Pull out all lines from the listing below in which the word "crates" appears.
Start of Exercise material
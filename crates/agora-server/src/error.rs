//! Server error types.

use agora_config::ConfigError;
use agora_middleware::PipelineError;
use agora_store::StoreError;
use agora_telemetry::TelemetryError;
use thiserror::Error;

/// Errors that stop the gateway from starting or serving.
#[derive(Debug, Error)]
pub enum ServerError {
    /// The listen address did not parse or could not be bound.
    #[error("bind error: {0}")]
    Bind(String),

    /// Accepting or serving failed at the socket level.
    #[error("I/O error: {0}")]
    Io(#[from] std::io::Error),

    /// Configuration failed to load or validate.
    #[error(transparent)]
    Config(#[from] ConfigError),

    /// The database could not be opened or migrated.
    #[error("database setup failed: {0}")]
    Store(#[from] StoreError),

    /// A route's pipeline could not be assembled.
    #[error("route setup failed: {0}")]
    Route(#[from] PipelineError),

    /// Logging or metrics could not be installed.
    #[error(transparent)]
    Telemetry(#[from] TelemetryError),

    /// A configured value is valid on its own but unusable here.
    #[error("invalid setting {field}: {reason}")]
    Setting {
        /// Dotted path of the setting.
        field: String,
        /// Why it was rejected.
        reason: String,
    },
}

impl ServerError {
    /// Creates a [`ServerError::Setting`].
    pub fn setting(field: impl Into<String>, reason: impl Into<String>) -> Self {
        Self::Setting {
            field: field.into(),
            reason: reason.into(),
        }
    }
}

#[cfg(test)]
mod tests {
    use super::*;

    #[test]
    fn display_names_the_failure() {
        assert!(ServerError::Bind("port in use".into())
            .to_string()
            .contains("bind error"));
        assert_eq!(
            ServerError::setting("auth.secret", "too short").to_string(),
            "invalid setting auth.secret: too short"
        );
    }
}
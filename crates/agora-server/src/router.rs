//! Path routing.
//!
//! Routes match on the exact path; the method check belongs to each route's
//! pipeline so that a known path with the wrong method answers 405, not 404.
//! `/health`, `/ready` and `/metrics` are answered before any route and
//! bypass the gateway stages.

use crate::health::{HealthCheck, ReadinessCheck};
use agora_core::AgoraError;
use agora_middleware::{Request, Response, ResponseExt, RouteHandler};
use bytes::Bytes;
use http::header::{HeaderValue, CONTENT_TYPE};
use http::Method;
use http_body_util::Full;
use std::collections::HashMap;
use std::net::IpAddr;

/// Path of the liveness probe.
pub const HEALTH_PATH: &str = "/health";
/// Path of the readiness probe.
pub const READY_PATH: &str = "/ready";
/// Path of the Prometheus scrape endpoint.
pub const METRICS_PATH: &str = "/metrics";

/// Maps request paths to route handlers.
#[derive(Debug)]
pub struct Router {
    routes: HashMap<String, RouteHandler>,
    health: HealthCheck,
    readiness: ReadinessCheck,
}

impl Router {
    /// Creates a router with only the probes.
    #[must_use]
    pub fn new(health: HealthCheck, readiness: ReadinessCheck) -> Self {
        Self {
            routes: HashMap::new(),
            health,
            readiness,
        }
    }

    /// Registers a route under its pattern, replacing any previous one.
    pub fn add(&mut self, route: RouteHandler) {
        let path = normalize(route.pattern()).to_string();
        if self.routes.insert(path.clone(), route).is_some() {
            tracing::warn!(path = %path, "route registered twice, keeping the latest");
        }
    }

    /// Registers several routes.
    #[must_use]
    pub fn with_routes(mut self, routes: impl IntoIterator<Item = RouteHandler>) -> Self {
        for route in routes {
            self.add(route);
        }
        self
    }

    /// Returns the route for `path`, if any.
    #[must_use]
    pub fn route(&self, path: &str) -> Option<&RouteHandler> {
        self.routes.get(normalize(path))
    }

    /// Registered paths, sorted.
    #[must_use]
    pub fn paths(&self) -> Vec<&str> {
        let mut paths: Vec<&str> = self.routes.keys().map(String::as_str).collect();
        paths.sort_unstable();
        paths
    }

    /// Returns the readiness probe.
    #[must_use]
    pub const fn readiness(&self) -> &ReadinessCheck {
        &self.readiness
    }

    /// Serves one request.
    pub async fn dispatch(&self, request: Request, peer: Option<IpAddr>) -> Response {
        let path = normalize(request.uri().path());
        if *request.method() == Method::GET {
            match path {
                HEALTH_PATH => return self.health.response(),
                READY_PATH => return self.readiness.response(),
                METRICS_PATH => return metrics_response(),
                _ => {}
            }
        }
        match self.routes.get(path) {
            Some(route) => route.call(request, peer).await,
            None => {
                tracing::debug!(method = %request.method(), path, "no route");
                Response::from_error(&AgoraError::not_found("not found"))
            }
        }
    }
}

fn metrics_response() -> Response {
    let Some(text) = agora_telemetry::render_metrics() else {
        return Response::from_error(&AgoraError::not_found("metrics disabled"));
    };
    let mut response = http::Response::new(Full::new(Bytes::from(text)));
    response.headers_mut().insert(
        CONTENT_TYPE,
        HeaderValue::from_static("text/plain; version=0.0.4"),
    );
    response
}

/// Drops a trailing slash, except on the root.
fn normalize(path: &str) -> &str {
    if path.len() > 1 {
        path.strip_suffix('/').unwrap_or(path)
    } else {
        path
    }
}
End of Exercise material
Answer space |
filename crates/agora-server/src/error.rs
filename crates/agora-server/src/router.rs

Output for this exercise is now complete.